• _Task brief_: Extract each line from the entries below that has the string "always" in it.
Given entries Start Marker
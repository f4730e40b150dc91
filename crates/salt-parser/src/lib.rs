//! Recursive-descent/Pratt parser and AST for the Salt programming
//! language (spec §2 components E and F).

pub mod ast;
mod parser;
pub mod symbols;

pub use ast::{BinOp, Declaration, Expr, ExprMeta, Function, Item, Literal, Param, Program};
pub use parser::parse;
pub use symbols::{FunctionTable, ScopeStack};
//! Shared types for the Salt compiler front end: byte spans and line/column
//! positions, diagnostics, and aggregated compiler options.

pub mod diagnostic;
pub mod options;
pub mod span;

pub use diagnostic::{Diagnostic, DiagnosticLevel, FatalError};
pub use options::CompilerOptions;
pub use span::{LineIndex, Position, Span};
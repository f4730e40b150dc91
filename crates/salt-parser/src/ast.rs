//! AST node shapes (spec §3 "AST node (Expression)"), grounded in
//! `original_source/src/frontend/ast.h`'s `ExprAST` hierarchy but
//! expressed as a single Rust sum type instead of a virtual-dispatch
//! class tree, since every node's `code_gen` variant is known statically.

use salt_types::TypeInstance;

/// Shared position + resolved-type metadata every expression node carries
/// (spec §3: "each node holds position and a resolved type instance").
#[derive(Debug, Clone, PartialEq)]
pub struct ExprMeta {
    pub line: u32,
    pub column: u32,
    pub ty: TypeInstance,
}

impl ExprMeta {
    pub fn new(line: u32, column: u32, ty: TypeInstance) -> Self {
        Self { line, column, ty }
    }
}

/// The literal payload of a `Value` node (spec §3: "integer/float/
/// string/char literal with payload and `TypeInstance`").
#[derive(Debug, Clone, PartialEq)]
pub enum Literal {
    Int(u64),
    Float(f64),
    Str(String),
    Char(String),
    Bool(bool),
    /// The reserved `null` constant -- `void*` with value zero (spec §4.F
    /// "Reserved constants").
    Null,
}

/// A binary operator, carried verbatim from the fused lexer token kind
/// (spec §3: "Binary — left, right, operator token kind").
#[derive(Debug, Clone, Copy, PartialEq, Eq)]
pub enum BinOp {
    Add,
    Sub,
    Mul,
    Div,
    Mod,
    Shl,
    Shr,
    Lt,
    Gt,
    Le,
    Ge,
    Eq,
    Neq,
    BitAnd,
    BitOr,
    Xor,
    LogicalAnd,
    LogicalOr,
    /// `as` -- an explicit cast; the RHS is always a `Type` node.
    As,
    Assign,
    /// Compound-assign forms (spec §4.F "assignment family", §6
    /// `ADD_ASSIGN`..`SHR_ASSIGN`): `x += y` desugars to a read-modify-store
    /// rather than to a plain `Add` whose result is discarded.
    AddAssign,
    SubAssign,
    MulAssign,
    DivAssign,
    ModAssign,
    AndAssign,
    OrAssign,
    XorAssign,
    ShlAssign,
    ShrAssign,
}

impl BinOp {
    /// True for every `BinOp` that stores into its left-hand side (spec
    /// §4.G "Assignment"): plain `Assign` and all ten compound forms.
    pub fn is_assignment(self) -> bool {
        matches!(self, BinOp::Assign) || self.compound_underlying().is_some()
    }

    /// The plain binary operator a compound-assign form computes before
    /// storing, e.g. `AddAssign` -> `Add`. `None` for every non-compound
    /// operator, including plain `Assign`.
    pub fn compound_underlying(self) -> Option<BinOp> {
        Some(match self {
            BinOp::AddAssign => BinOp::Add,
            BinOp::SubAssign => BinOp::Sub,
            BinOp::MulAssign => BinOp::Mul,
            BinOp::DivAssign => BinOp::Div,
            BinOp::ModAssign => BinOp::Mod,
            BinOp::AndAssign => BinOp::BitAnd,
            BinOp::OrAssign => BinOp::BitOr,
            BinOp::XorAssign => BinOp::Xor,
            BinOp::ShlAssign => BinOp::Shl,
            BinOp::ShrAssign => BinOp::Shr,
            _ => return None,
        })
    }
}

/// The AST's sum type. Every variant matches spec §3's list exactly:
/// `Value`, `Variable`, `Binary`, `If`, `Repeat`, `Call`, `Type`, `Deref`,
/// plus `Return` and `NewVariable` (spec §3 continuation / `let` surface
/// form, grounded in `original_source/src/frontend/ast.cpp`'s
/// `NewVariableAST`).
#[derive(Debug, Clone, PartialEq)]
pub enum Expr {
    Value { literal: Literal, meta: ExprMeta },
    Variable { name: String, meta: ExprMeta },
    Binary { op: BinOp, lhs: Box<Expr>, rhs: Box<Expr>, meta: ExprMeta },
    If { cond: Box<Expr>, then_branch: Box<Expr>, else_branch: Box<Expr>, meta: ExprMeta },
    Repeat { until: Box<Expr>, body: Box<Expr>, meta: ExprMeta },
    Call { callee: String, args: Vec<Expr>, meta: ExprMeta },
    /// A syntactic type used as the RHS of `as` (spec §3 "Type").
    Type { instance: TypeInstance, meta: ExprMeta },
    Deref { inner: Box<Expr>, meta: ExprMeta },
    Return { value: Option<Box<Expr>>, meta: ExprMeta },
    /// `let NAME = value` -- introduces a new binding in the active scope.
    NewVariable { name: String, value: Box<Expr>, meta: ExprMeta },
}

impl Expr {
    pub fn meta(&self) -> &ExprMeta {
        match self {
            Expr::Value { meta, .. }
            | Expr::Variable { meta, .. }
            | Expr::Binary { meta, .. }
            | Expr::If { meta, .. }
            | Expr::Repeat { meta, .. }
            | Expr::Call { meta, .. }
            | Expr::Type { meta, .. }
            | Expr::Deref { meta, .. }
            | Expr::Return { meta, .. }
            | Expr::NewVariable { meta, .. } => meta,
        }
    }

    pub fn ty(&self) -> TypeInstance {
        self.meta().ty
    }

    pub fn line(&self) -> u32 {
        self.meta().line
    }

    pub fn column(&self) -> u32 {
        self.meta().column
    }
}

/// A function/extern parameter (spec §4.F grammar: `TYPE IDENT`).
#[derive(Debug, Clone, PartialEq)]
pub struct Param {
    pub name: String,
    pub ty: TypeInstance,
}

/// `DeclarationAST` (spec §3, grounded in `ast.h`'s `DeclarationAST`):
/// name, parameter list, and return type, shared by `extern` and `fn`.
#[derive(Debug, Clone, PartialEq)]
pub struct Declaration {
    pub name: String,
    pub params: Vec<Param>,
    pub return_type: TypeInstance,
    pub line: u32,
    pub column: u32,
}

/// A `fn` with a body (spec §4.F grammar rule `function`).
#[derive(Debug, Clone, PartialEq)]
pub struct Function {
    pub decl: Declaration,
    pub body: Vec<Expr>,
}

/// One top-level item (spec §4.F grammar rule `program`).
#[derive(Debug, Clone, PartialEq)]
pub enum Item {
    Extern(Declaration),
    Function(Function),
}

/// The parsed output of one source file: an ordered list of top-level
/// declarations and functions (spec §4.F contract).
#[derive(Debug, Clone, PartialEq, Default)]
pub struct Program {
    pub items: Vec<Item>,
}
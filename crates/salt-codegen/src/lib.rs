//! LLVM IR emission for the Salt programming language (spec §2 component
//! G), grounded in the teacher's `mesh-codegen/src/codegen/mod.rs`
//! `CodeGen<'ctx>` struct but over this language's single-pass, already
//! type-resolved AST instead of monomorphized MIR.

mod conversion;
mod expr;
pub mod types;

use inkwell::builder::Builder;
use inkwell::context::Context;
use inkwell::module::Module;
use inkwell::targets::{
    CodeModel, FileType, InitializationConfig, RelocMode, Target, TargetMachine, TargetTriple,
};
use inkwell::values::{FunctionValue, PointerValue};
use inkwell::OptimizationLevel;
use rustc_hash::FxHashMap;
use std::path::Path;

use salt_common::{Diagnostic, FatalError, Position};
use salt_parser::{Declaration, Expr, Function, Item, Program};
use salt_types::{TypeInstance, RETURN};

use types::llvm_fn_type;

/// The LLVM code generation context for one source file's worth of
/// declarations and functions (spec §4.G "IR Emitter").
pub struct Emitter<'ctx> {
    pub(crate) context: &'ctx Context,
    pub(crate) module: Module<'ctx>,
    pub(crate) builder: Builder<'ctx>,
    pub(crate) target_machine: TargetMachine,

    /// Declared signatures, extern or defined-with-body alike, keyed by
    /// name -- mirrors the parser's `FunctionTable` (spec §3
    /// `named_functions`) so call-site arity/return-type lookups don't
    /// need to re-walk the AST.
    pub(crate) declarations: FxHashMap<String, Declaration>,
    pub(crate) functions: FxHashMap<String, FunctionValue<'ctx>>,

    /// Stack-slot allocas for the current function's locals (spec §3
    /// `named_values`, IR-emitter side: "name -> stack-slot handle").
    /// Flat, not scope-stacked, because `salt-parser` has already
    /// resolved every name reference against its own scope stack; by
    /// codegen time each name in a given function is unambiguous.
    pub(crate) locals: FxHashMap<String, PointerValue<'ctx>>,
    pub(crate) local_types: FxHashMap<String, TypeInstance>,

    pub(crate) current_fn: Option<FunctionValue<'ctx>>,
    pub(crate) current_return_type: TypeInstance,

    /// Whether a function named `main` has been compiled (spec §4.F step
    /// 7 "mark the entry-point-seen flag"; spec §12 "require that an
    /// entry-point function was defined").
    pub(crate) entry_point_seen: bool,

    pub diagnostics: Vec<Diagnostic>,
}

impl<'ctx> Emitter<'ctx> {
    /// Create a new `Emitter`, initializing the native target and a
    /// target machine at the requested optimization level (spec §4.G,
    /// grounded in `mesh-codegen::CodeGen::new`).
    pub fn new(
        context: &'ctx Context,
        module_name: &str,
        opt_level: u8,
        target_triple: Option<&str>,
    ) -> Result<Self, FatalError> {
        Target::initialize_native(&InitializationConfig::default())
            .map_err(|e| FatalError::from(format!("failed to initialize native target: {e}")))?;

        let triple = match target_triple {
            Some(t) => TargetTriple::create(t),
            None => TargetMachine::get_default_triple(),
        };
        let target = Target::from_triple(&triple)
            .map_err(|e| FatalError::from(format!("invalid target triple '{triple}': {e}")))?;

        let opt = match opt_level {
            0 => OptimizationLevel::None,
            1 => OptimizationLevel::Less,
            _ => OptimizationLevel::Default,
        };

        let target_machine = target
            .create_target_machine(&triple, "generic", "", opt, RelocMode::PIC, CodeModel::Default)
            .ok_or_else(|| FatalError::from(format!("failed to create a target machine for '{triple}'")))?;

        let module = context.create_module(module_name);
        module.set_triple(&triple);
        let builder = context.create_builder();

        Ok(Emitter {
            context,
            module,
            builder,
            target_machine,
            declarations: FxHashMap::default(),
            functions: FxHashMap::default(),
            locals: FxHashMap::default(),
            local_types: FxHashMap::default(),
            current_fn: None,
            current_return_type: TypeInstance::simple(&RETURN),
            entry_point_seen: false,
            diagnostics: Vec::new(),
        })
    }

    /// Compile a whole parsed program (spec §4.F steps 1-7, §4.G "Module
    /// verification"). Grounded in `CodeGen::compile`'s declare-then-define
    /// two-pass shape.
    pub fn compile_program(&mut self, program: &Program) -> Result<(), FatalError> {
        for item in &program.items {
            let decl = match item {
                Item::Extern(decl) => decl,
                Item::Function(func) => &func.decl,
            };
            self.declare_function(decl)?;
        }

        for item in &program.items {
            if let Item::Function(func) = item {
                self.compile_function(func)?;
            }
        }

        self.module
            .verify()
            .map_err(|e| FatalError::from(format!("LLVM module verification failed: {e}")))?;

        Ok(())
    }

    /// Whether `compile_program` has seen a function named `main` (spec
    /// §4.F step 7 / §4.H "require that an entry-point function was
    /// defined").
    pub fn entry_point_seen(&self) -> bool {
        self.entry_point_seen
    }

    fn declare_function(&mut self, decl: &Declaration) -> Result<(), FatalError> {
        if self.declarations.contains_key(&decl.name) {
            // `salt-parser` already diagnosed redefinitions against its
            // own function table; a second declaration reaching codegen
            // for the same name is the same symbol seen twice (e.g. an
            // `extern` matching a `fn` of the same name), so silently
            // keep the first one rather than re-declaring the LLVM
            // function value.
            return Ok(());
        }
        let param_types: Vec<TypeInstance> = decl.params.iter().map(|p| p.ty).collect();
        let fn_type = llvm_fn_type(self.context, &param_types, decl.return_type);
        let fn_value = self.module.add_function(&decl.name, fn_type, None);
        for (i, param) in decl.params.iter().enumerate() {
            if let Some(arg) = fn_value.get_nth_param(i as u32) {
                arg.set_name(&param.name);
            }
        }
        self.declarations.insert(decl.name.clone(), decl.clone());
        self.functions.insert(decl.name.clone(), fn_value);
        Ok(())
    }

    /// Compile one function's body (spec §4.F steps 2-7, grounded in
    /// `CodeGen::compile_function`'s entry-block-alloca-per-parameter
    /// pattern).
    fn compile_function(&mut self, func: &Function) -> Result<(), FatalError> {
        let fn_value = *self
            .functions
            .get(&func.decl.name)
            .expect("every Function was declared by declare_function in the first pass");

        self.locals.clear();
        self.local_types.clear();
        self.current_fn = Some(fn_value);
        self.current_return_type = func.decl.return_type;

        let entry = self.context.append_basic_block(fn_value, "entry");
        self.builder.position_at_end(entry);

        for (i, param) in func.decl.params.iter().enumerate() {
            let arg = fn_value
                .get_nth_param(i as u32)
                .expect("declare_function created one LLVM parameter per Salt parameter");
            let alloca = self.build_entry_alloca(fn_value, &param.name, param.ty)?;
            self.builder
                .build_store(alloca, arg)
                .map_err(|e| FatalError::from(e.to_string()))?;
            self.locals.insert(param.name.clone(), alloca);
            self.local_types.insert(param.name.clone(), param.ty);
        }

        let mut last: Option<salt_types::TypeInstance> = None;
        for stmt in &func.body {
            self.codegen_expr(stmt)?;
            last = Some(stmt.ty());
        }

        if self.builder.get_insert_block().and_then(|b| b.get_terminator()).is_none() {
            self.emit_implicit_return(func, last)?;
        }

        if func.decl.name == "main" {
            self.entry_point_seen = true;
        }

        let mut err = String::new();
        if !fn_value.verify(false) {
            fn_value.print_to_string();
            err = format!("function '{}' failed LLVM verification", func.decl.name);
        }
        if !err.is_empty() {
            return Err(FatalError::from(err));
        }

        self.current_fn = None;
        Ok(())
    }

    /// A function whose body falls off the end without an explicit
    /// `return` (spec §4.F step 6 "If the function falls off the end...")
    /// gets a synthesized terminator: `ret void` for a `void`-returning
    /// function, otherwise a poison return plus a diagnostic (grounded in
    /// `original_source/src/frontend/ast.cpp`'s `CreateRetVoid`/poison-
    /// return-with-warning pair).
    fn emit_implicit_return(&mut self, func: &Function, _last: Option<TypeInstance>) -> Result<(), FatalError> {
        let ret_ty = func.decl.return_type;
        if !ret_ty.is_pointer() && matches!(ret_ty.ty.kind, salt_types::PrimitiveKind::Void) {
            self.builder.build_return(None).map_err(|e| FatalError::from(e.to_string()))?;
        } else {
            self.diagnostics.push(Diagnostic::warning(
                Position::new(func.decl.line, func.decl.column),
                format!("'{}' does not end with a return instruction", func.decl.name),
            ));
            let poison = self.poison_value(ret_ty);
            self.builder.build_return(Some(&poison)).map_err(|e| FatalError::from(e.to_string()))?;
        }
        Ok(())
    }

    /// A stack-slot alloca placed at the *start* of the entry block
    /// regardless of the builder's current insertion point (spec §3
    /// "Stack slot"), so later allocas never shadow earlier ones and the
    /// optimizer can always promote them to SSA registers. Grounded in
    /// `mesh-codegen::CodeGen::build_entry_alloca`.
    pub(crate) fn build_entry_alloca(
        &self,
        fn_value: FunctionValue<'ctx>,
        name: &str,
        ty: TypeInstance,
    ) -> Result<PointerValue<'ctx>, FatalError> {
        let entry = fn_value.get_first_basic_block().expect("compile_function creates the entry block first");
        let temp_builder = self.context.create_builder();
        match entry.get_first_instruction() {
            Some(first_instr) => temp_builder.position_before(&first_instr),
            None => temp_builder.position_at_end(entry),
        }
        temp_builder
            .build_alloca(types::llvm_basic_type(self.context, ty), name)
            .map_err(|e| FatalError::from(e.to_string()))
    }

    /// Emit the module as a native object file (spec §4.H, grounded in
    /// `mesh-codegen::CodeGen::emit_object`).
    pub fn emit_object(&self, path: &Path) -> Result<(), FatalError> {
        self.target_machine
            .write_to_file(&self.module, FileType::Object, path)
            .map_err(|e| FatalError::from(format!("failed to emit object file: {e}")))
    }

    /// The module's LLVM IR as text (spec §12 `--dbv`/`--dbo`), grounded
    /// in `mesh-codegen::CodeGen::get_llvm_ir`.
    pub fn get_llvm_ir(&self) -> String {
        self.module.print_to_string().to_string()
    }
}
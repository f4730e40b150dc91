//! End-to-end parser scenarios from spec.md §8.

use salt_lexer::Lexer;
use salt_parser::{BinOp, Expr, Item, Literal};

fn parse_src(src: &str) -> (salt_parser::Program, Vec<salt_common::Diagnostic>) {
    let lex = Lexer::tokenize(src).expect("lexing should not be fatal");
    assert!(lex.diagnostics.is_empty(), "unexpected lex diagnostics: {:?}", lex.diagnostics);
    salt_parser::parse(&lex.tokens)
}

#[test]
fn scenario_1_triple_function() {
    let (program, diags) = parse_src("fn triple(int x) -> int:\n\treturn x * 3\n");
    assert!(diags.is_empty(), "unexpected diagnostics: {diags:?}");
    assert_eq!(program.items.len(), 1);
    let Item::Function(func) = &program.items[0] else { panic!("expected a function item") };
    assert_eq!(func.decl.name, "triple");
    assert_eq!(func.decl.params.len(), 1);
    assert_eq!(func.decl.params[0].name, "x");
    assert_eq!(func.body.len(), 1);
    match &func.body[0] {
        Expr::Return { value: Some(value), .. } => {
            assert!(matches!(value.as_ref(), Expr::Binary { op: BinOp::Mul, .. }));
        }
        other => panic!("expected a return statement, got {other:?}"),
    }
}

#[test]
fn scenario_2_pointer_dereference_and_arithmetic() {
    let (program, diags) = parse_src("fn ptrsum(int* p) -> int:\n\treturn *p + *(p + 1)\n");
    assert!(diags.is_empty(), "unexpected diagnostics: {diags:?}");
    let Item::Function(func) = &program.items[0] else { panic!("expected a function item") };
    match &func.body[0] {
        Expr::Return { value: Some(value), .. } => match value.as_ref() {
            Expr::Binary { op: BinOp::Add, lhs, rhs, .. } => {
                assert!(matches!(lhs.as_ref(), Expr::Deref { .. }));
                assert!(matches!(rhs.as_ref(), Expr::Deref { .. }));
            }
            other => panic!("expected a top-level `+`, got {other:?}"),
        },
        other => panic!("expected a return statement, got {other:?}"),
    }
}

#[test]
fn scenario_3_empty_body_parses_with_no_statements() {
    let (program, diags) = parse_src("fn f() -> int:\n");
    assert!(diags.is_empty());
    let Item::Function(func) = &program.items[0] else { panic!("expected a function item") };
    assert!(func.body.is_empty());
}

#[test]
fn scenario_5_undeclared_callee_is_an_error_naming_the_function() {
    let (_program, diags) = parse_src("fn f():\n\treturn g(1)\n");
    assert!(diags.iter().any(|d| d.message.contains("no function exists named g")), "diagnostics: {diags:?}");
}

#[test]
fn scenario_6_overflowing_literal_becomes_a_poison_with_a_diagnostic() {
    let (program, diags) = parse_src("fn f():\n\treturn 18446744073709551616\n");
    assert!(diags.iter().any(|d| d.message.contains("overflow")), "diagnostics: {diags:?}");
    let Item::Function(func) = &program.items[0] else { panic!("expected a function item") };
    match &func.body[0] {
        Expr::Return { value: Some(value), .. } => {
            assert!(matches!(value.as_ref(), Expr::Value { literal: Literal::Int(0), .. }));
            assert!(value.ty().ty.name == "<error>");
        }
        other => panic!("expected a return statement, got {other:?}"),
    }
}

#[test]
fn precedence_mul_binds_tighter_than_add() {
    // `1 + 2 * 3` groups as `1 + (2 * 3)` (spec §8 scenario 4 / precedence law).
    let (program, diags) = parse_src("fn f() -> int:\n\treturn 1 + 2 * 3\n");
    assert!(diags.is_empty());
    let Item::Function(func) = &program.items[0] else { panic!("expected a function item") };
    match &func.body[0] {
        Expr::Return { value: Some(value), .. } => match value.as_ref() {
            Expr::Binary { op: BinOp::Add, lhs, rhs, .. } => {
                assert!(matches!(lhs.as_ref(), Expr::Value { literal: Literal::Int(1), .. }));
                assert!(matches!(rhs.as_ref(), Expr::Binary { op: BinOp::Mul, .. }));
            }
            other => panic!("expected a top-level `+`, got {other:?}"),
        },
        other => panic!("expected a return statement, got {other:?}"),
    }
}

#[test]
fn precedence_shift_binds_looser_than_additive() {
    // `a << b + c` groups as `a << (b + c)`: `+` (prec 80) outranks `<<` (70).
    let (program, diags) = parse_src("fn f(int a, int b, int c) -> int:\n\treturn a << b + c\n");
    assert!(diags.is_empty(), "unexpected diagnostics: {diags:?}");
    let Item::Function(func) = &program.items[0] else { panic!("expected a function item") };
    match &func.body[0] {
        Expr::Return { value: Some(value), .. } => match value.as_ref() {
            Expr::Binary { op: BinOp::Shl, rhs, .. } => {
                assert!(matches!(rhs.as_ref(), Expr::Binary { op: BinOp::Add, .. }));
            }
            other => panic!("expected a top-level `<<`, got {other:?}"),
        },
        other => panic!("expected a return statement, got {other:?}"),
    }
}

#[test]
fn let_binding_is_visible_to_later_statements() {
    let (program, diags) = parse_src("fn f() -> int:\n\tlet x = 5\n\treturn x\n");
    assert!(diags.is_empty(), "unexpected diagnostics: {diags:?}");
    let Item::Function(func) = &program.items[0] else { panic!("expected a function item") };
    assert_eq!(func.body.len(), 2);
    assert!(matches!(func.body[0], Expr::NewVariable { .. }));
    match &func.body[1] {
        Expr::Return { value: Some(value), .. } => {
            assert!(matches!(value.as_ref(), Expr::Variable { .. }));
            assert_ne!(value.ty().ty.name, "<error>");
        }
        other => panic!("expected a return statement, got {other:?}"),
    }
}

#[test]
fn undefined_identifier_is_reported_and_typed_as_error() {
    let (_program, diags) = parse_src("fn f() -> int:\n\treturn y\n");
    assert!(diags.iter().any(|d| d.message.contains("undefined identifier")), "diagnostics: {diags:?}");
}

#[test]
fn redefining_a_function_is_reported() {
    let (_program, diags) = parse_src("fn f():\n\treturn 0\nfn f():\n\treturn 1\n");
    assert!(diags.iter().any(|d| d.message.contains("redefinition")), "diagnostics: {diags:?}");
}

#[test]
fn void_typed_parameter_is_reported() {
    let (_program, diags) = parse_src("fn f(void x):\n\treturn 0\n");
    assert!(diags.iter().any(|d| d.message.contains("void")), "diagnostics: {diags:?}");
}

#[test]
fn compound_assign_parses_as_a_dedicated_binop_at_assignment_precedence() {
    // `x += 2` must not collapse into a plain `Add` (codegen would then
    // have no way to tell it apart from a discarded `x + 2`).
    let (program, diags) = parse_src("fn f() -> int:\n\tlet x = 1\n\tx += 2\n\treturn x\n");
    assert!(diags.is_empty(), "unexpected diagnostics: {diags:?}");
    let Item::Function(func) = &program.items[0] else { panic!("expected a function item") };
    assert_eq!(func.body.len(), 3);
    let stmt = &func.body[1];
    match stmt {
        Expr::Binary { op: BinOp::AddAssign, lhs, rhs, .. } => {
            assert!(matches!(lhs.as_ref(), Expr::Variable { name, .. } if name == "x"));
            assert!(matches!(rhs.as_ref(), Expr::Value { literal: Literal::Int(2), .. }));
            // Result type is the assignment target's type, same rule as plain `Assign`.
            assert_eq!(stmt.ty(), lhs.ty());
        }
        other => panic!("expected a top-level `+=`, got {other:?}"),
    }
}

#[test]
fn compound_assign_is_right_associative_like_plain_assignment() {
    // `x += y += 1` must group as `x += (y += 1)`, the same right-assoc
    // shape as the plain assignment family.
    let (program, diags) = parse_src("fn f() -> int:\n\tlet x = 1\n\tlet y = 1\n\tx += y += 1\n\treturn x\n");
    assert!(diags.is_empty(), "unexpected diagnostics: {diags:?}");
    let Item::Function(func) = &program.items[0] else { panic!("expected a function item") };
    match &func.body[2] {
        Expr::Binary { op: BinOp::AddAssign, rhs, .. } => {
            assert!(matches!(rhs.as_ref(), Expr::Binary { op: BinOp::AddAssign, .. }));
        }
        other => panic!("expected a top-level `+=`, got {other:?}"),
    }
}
Given entries End Marker
• _Reply_:
    /// `as` -- an explicit cast; the RHS is always a `Type` node.
    /// optimizer can always promote them to SSA registers. Grounded in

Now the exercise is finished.